HIGH COURT OF AUSTRALIA
Mason C.J., Wilson, Brennan, Dawson and Gaudron JJ.
DOUGHERTY v. DOUGHERTY AND ANOTHER
(1987) 163 CLR 278
5 August 1987
Family Law—Constitutional Law (Cth)
Family Law—Family Court—Jurisdiction—Alteration of property interests—Intervention by independent adult child for order in his favour—Unfulfilled promise of assignment of family property to that child—Family Law Act 1975 (Cth),ss. 79,92. Constitutional Law (Cth)—Powers of Commonwealth Parliament—Divorce and matrimonial causes—Power conferred on Family Court to alter property interest—Connexion with marriage relationship—Extension to independent adult child—Validity—Family Law Act 1975 (Cth), ss.4, 79.
Decisions
MASON C.J., WILSON AND DAWSON JJ.: Mr and Mrs Dougherty were married in January 1956. They separated in 1983. The marriage was dissolved in 1986. There are fifteen children of the marriage, the eldest being Michael Damian Dougherty born on 3 November 1956 (hereinafter referred to as "Michael") and the youngest a daughter born in 1976.

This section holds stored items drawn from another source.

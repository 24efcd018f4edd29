//! End-to-end forecast behaviour against literal campaigns and rate cards.

use campaign_core::rate_card::RateCard;
use campaign_core::types::{
    AudienceConfig, CampaignConfig, ChannelAllocation, ChannelRate, CROSS_CHANNEL_DEDUP_FACTOR,
};
use campaign_forecast::compute_forecast;
use campaign_forecast::format::{format_count, format_percent};

fn flat_card() -> RateCard {
    RateCard::new(vec![
        ChannelRate::new("alpha", "Alpha", 100.0, 1.0, 0.5),
        ChannelRate::new("beta", "Beta", 100.0, 1.0, 0.5),
    ])
}

fn campaign(budget: f64, audience_size: u64, channels: Vec<ChannelAllocation>) -> CampaignConfig {
    CampaignConfig {
        name: None,
        budget,
        duration_days: 28,
        channels,
        audience: AudienceConfig::with_size(audience_size),
    }
}

#[test]
fn test_zero_budget_forecast_is_empty() {
    let card = RateCard::default();
    let channel_sets = vec![
        vec![],
        vec![ChannelAllocation::new("meta", 100.0)],
        vec![
            ChannelAllocation::new("meta", 80.0),
            ChannelAllocation::new("youtube", 70.0),
            ChannelAllocation::new("unknown", 10.0),
        ],
    ];

    for channels in channel_sets {
        for size in [0, 1_000, 50_000_000] {
            let forecast = compute_forecast(&campaign(0.0, size, channels.clone()), &card);
            assert_eq!(forecast.total_impressions, 0.0);
            assert_eq!(forecast.total_clicks, 0.0);
            assert_eq!(forecast.unique_reach, 0.0);
            assert_eq!(forecast.avg_cpm, 0.0);
            assert_eq!(forecast.avg_cpc, 0.0);
            assert!(forecast.warnings.is_empty());
        }
    }
}

#[test]
fn test_budget_monotonicity() {
    let card = RateCard::default();
    let mut previous = compute_forecast(
        &campaign(1_000.0, 500_000, vec![ChannelAllocation::new("meta", 100.0)]),
        &card,
    );

    for budget in [5_000.0, 50_000.0, 250_000.0, 1_000_000.0, 10_000_000.0] {
        let current = compute_forecast(
            &campaign(budget, 500_000, vec![ChannelAllocation::new("meta", 100.0)]),
            &card,
        );
        let (prev, cur) = (&previous.channel_results[0], &current.channel_results[0]);
        assert!(cur.impressions > prev.impressions);
        assert!(cur.clicks > prev.clicks);
        assert!(cur.reach >= prev.reach);
        previous = current;
    }
}

#[test]
fn test_reach_never_exceeds_ceiling() {
    let card = RateCard::default();
    let audience_size = 2_000_000u64;

    for rate in card.iter() {
        for budget in [10.0, 10_000.0, 1e7, 1e12] {
            let channels = vec![ChannelAllocation::new(rate.id.clone(), 100.0)];
            let forecast = compute_forecast(&campaign(budget, audience_size, channels), &card);
            let result = &forecast.channel_results[0];
            assert!(result.reach <= audience_size as f64 * rate.reach_rate_ceiling);
        }
    }
}

#[test]
fn test_unique_reach_is_discounted_sum() {
    let card = RateCard::default();
    let forecast = compute_forecast(
        &campaign(
            300_000.0,
            5_000_000,
            vec![
                ChannelAllocation::new("meta", 40.0),
                ChannelAllocation::new("youtube", 35.0),
                ChannelAllocation::new("linkedin", 25.0),
            ],
        ),
        &card,
    );

    let summed: f64 = forecast.channel_results.iter().map(|r| r.reach).sum();
    assert_eq!(forecast.raw_total_reach, summed);
    assert_eq!(forecast.unique_reach, CROSS_CHANNEL_DEDUP_FACTOR * summed);
    assert!(forecast.unique_reach <= forecast.raw_total_reach);
}

#[test]
fn test_disabled_and_zero_allocation_channels_excluded() {
    let card = flat_card();
    let baseline = compute_forecast(
        &campaign(100_000.0, 1_000_000, vec![ChannelAllocation::new("alpha", 50.0)]),
        &card,
    );
    let with_inactive = compute_forecast(
        &campaign(
            100_000.0,
            1_000_000,
            vec![
                ChannelAllocation::new("alpha", 50.0),
                ChannelAllocation::new("beta", 50.0).disabled(),
            ],
        ),
        &card,
    );
    let with_zero = compute_forecast(
        &campaign(
            100_000.0,
            1_000_000,
            vec![
                ChannelAllocation::new("alpha", 50.0),
                ChannelAllocation::new("beta", 0.0),
            ],
        ),
        &card,
    );

    for forecast in [&with_inactive, &with_zero] {
        assert_eq!(forecast.channel_results.len(), 1);
        assert!(forecast.channel_results.iter().all(|r| r.channel_id == "alpha"));
        assert_eq!(forecast.total_impressions, baseline.total_impressions);
        assert_eq!(forecast.total_clicks, baseline.total_clicks);
        assert_eq!(forecast.unique_reach, baseline.unique_reach);
    }
}

/// One flat-rate channel whose reach is pinned at 50,000 (ceiling 0.5 of a
/// 100,000 audience), so average frequency is impressions / 37,500.
fn frequency_probe(budget: f64) -> f64 {
    let card = RateCard::new(vec![ChannelRate::new("alpha", "Alpha", 100.0, 1.0, 0.5)]);
    let forecast = compute_forecast(
        &campaign(budget, 100_000, vec![ChannelAllocation::new("alpha", 100.0)]),
        &card,
    );
    assert_eq!(forecast.channel_results[0].reach, 50_000.0);
    let has_warning = forecast.warnings.iter().any(|w| w.contains("frequency"));
    if forecast.avg_frequency > 8.0 {
        assert!(has_warning);
    } else {
        assert!(!has_warning);
    }
    forecast.avg_frequency
}

#[test]
fn test_frequency_warning_threshold() {
    assert_eq!(frequency_probe(33_750.0), 9.0);
    assert_eq!(frequency_probe(26_250.0), 7.0);
}

#[test]
fn test_meta_single_channel_scenario() {
    let card = RateCard::new(vec![ChannelRate::new("meta", "Meta", 95.0, 1.2, 0.72)]);
    let forecast = compute_forecast(
        &campaign(500_000.0, 500_000, vec![ChannelAllocation::new("meta", 100.0)]),
        &card,
    );

    let meta = &forecast.channel_results[0];
    assert_eq!(format_count(meta.impressions), "5,263,158");
    assert_eq!(meta.reach, 360_000.0);
    assert_eq!(format_count(meta.clicks), "63,158");
    assert!((meta.frequency - 14.6).abs() < 0.05);

    assert_eq!(forecast.unique_reach, 270_000.0);
    assert_eq!(format_percent(forecast.reach_percentage), "54.0%");
    assert!(forecast.warnings.iter().any(|w| w.contains("frequency")));
    assert!(!forecast.warnings.iter().any(|w| w.contains("Low reach")));
}

#[test]
fn test_two_channel_split_scenario() {
    let forecast = compute_forecast(
        &campaign(
            100_000.0,
            1_000_000,
            vec![
                ChannelAllocation::new("alpha", 50.0),
                ChannelAllocation::new("beta", 50.0),
            ],
        ),
        &flat_card(),
    );

    assert_eq!(forecast.channel_results.len(), 2);
    for result in &forecast.channel_results {
        assert_eq!(result.budget, 50_000.0);
        assert_eq!(result.impressions, 500_000.0);
        assert_eq!(result.reach, 300_000.0);
    }
    assert_eq!(forecast.raw_total_reach, 600_000.0);
    assert_eq!(forecast.unique_reach, 450_000.0);
    assert_eq!(forecast.total_impressions, 1_000_000.0);
    assert!((forecast.avg_frequency - 2.222).abs() < 0.001);
    assert!(forecast.warnings.is_empty());
}

#[test]
fn test_low_reach_and_over_allocation_warnings() {
    let card = RateCard::default();

    let thin = compute_forecast(
        &campaign(10_000.0, 10_000_000, vec![ChannelAllocation::new("meta", 100.0)]),
        &card,
    );
    assert!(thin.reach_percentage > 0.0 && thin.reach_percentage < 10.0);
    assert_eq!(thin.warnings.len(), 1);
    assert!(thin.warnings[0].starts_with("Low reach"));

    let stretched = compute_forecast(
        &campaign(
            100_000.0,
            1_000_000,
            vec![
                ChannelAllocation::new("meta", 70.0),
                ChannelAllocation::new("youtube", 50.0),
            ],
        ),
        &card,
    );
    let last = stretched.warnings.last().unwrap();
    assert!(last.contains("120%"));
}

#[test]
fn test_forecast_is_idempotent() {
    let card = RateCard::default();
    let config = campaign(
        420_000.0,
        3_000_000,
        vec![
            ChannelAllocation::new("meta", 45.0),
            ChannelAllocation::new("google_search", 30.0).with_cpm_override(150.0),
            ChannelAllocation::new("ott", 25.0),
        ],
    );

    let first = compute_forecast(&config, &card);
    let second = compute_forecast(&config, &card);
    assert_eq!(first, second);
    assert_eq!(
        serde_json::to_string(&first).unwrap(),
        serde_json::to_string(&second).unwrap()
    );
}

2. On 3 August 1984, the wife applied to the Family Court of Australia at Brisbane for an order for maintenance for herself and the dependent children of the marriage and for an exercise by the Family Court of the power conferred upon it by s.79 of the Family Law Act 1975 (Cth) as amended ("the Act") to alter the property interests of the parties to the marriage in her favour.

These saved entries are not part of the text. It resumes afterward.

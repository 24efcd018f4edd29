use crate::error::{CampaignError, CampaignResult};
use crate::rate_card::{default_channel_rates, RateCard};
use crate::types::ChannelRate;
use serde::Deserialize;

/// Root application configuration. Loaded from an optional
/// `campaign-planner.toml` in the working directory, then from environment
/// variables with the prefix `CAMPAIGN_PLANNER__`.
#[derive(Debug, Clone, Deserialize)]
pub struct AppConfig {
    #[serde(default = "default_node_id")]
    pub node_id: String,
    #[serde(default)]
    pub api: ApiConfig,
    #[serde(default)]
    pub metrics: MetricsConfig,
    #[serde(default)]
    pub planner: PlannerConfig,
}

#[derive(Debug, Clone, Deserialize)]
pub struct ApiConfig {
    #[serde(default = "default_host")]
    pub host: String,
    #[serde(default = "default_http_port")]
    pub http_port: u16,
}

#[derive(Debug, Clone, Deserialize)]
pub struct MetricsConfig {
    #[serde(default = "default_metrics_enabled")]
    pub enabled: bool,
    #[serde(default = "default_metrics_port")]
    pub port: u16,
}

// Default functions
fn default_node_id() -> String {
    "planner-01".to_string()
}
fn default_host() -> String {
    "0.0.0.0".to_string()
}
fn default_http_port() -> u16 {
    8080
}
fn default_metrics_enabled() -> bool {
    true
}
fn default_metrics_port() -> u16 {
    9091
}

impl Default for ApiConfig {
    fn default() -> Self {
        Self {
            host: default_host(),
            http_port: default_http_port(),
        }
    }
}

impl Default for MetricsConfig {
    fn default() -> Self {
        Self {
            enabled: default_metrics_enabled(),
            port: default_metrics_port(),
        }
    }
}

impl Default for AppConfig {
    fn default() -> Self {
        Self {
            node_id: default_node_id(),
            api: ApiConfig::default(),
            metrics: MetricsConfig::default(),
            planner: PlannerConfig::default(),
        }
    }
}

// ─── Planner Config ─────────────────────────────────────────────────────────

#[derive(Debug, Clone, Deserialize)]
pub struct PlannerConfig {
    /// Prefix used when rendering money amounts.
    #[serde(default = "default_currency_symbol")]
    pub currency_symbol: String,
    /// Youngest targetable age accepted by campaign validation.
    #[serde(default = "default_age_min_bound")]
    pub age_min_bound: u8,
    /// Oldest targetable age accepted by campaign validation.
    #[serde(default = "default_age_max_bound")]
    pub age_max_bound: u8,
    /// Rate card entries. Defaults to the built-in paid media table.
    #[serde(default = "default_channel_rates")]
    pub channels: Vec<ChannelRate>,
}

fn default_currency_symbol() -> String {
    "₹".to_string()
}
fn default_age_min_bound() -> u8 {
    13
}
fn default_age_max_bound() -> u8 {
    99
}

impl Default for PlannerConfig {
    fn default() -> Self {
        Self {
            currency_symbol: default_currency_symbol(),
            age_min_bound: default_age_min_bound(),
            age_max_bound: default_age_max_bound(),
            channels: default_channel_rates(),
        }
    }
}

impl PlannerConfig {
    /// Check the rate card and age bounds before anything is served.
    pub fn validate(&self) -> CampaignResult<()> {
        if self.age_min_bound >= self.age_max_bound {
            return Err(CampaignError::Config(format!(
                "age_min_bound ({}) must be below age_max_bound ({})",
                self.age_min_bound, self.age_max_bound
            )));
        }

        for rate in &self.channels {
            if rate.id.trim().is_empty() {
                return Err(CampaignError::RateCard("channel id must not be empty".into()));
            }
            if !rate.cpm.is_finite() || rate.cpm <= 0.0 {
                return Err(CampaignError::RateCard(format!(
                    "channel '{}' has non-positive cpm {}",
                    rate.id, rate.cpm
                )));
            }
            if !rate.ctr.is_finite() || rate.ctr < 0.0 {
                return Err(CampaignError::RateCard(format!(
                    "channel '{}' has negative ctr {}",
                    rate.id, rate.ctr
                )));
            }
            if !(rate.reach_rate_ceiling > 0.0 && rate.reach_rate_ceiling <= 1.0) {
                return Err(CampaignError::RateCard(format!(
                    "channel '{}' reach ceiling {} is outside (0, 1]",
                    rate.id, rate.reach_rate_ceiling
                )));
            }
        }

        Ok(())
    }

    /// Build the immutable lookup table handed to the forecast engine.
    pub fn rate_card(&self) -> RateCard {
        RateCard::new(self.channels.clone())
    }
}

impl AppConfig {
    /// Load configuration from the optional config file and environment.
    pub fn load() -> Result<Self, config::ConfigError> {
        let builder = config::Config::builder()
            .add_source(config::File::with_name("campaign-planner").required(false))
            .add_source(
                config::Environment::with_prefix("CAMPAIGN_PLANNER")
                    .separator("__")
                    .try_parsing(true),
            );

        let config = builder.build()?;
        config.try_deserialize()
    }
}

3. On 22 February 1985 Michael applied for leave to intervene in the proceeding commenced by his mother and also an order altering the property interests of his parents in his favour. In an affidavit sworn on 18 February 1985 and filed in support of his claim, Michael deposed that, apart from small periods on holiday or away with work, he had always resided at the family farm at Nambour in Queensland. He further deposed that in 1973 his parents had purchased another farm at Harwood in New South Wales and that about one year after that purchase he had a discussion with his father as to his future. In consequence of that discussion, he agreed to forgo learning a trade and to stay on the farm in order to help work both the Nambour and Harwood farms as one family farm unit. Michael further deposed that in the course of the discussion his father had told him that he could not afford to pay him wages but eventually the Harwood farm would be transferred to him, and that this intention had been mentioned in front of his brothers and sisters on various occasions. Michael further deposed that since he finished his year 12 at school in November 1974 he had worked on both farms on a permanent basis.

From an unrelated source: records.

//! API server. Wires the forecast handlers into an HTTP router.

use crate::rest::{self, AppState};
use axum::routing::{get, post};
use axum::Router;
use campaign_core::config::AppConfig;
use campaign_forecast::ValidationRules;
use std::net::SocketAddr;
use std::sync::Arc;
use std::time::Instant;
use tower_http::compression::CompressionLayer;
use tower_http::cors::CorsLayer;
use tower_http::trace::TraceLayer;
use tracing::info;

/// Build the REST router over the given state.
pub fn router(state: AppState) -> Router {
    Router::new()
        // Planning endpoints
        .route("/v1/forecast", post(rest::handle_forecast))
        .route("/v1/quote", post(rest::handle_quote))
        .route("/v1/channels", get(rest::list_channels))
        // Operational endpoints
        .route("/health", get(rest::health_check))
        .route("/live", get(rest::liveness))
        // Middleware
        .layer(CompressionLayer::new())
        .layer(CorsLayer::permissive())
        .layer(TraceLayer::new_for_http())
        .with_state(state)
}

/// HTTP server for the campaign planner.
pub struct ApiServer {
    config: AppConfig,
}

impl ApiServer {
    pub fn new(config: AppConfig) -> Self {
        Self { config }
    }

    fn state(&self) -> AppState {
        AppState {
            rate_card: Arc::new(self.config.planner.rate_card()),
            rules: ValidationRules::from(&self.config.planner),
            currency_symbol: self.config.planner.currency_symbol.clone(),
            node_id: self.config.node_id.clone(),
            start_time: Instant::now(),
        }
    }

    /// Start the HTTP REST server. Blocks until the listener shuts down.
    pub async fn start_http(&self) -> anyhow::Result<()> {
        let app = router(self.state());

        let addr = SocketAddr::new(self.config.api.host.parse()?, self.config.api.http_port);

        info!(addr = %addr, channels = self.config.planner.channels.len(), "Starting HTTP server");

        let listener = tokio::net::TcpListener::bind(addr).await?;
        axum::serve(listener, app).await?;

        Ok(())
    }

    /// Start the Prometheus exporter on a separate port.
    pub async fn start_metrics(&self) -> anyhow::Result<()> {
        if !self.config.metrics.enabled {
            info!("Metrics exporter disabled");
            return Ok(());
        }

        metrics_exporter_prometheus::PrometheusBuilder::new()
            .with_http_listener(SocketAddr::new(
                self.config.api.host.parse()?,
                self.config.metrics.port,
            ))
            .install()?;

        info!(port = self.config.metrics.port, "Metrics exporter started");
        Ok(())
    }
}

4. On 22 March 1985, a consent order was made granting Michael leave to intervene. However, his claim for a property settlement in his favour ran into difficulty. Before Elliott J. on 6 August 1986, the husband, who had already filed an affidavit disputing Michael's affidavit in critical respects, opposed the making of any order in favour of Michael. He contended that the Family Court did not have jurisdiction to entertain Michael's application because it did not constitute a matrimonial cause within the meaning of the Act. Furthermore, his Honour was informed that it was not part of the wife's case that any order should be made in favour of Michael. The husband's objection to the jurisdiction of the Family Court was overruled. It was then submitted for the husband that in so far as the provisions of the Act purport to permit a claim by a child of the marriage for an order altering the property interests of the parties to the marriage for the benefit of that child or a child of the marriage or permit the making of such an order, such provisions are invalid as being beyond the legislative powers of the Commonwealth. This submission required that notice be given to Attorneys-General of the States and of the Commonwealth in accordance with s.78B of the Judiciary Act 1903 (Cth) as amended. Thereafter, on the application of the Attorney-General of the State of Queensland, an order was made in accordance with s.40(1) of the Judiciary Act removing into this Court that part of the cause between the parties to the marriage as concerns Michael's application.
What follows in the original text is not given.